◆ WHAT TO DO
Examine the data below and state how many lines contain "network", offering no other words.

(Dataset entries)
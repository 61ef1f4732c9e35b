use avian2d::prelude::*;
use bevy::prelude::*;

use crate::common::tunables::Tunables;

pub fn plugin(app: &mut App) {
    let ppm = app.world().resource::<Tunables>().pixels_per_meter;
    app.add_plugins(PhysicsPlugins::default().with_length_unit(ppm));
    // Space: velocity comes from intent only.
    app.insert_resource(Gravity(Vec2::ZERO));
}
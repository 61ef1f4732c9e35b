//! Tunable gameplay constants.
//!
//! Everything that shapes gameplay feel lives here so it can be tweaked in one
//! place (and overridden wholesale in tests).

use bevy::prelude::*;

/// One weapon archetype: how fast it fires, how its bullets fly and expire.
#[derive(Debug, Clone, Copy)]
pub struct WeaponTuning {
    /// Bullet speed along the fire axis, world units per second.
    pub projectile_speed: f32,
    /// Minimum seconds between shots.
    pub fire_interval: f32,
    /// Seconds a bullet lives before it expires on its own.
    pub lifespan: f32,
    /// Fixed bullet pool size. Firing with a saturated pool drops the shot.
    pub capacity: usize,
    /// Signed Y offset from the ship's position where bullets appear.
    pub spawn_offset: f32,
    /// Fire downward (-Y) instead of upward (+Y).
    pub flip_y: bool,
}

/// One enemy spawner: pool size plus the spawn schedule.
#[derive(Debug, Clone, Copy)]
pub struct SpawnerTuning {
    /// Fixed enemy pool size for this variant.
    pub capacity: usize,
    /// Seconds after scene start before the first spawn attempt.
    pub initial_delay: f32,
    /// Seconds between spawn attempts once running.
    pub interval: f32,
}

#[derive(Resource, Debug, Clone)]
pub struct Tunables {
    pub pixels_per_meter: f32,

    /// Half extents of the play field. Ships spawn just above `field_half.y`
    /// and are culled once they fall below `-field_half.y`.
    pub field_half: Vec2,

    pub player_speed: f32,
    pub player_hp: i32,
    pub player_weapon: WeaponTuning,

    pub fighter_speed: f32,
    pub fighter_hp: i32,
    pub fighter_score: u32,
    pub fighter_weapon: WeaponTuning,
    pub fighter_spawner: SpawnerTuning,

    pub scout_speed_x: f32,
    pub scout_speed_y: f32,
    /// How far a scout drifts from its spawn height before turning around.
    pub scout_max_y: f32,
    pub scout_hp: i32,
    pub scout_score: u32,
    pub scout_spawner: SpawnerTuning,
}

impl Default for Tunables {
    fn default() -> Self {
        Self {
            pixels_per_meter: 20.0,
            field_half: Vec2::new(220.0, 320.0),

            player_speed: 200.0,
            player_hp: 4,
            player_weapon: WeaponTuning {
                projectile_speed: 600.0,
                fire_interval: 0.25,
                lifespan: 1.0,
                capacity: 10,
                spawn_offset: 20.0,
                flip_y: false,
            },

            fighter_speed: 70.0,
            fighter_hp: 2,
            fighter_score: 25,
            fighter_weapon: WeaponTuning {
                projectile_speed: 300.0,
                fire_interval: 1.0,
                lifespan: 2.0,
                capacity: 6,
                spawn_offset: -16.0,
                flip_y: true,
            },
            fighter_spawner: SpawnerTuning {
                capacity: 4,
                initial_delay: 3.0,
                interval: 2.5,
            },

            scout_speed_x: 60.0,
            scout_speed_y: 50.0,
            scout_max_y: 32.0,
            scout_hp: 1,
            scout_score: 10,
            scout_spawner: SpawnerTuning {
                capacity: 6,
                initial_delay: 1.0,
                interval: 1.5,
            },
        }
    }
}
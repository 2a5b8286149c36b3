//! Error types for CostWatch Core
//!
//! Validation failures are raised before any network call and surfaced
//! inline to the caller; they are never recorded as network failures in
//! the activity log.

use costwatch_api::ApiError;
use costwatch_schema::SchemaError;

/// Failure of an edit-session operation.
#[derive(Debug, thiserror::Error)]
pub enum SessionError {
    /// The draft query is empty
    #[error("Please enter a query.")]
    EmptyQuery,

    /// Data sources exist but none is selected
    #[error("Please select a data source.")]
    NoDataSourceSelected,

    /// No draft is open
    #[error("no check is being edited")]
    NoDraft,

    /// A submission is already in flight
    #[error("a submission is already in progress")]
    SubmitInFlight,
}

/// Failure of the data-source creation path.
#[derive(Debug, thiserror::Error)]
pub enum CreateSourceError {
    /// The name field is blank
    #[error("Name and Type are required.")]
    MissingName,

    /// The configuration is structurally invalid; blocks the request
    /// entirely
    #[error(transparent)]
    Invalid(#[from] SchemaError),

    /// The backend rejected the request (also recorded in the activity
    /// log)
    #[error(transparent)]
    Api(#[from] ApiError),
}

◆ ANSWER SECTION
2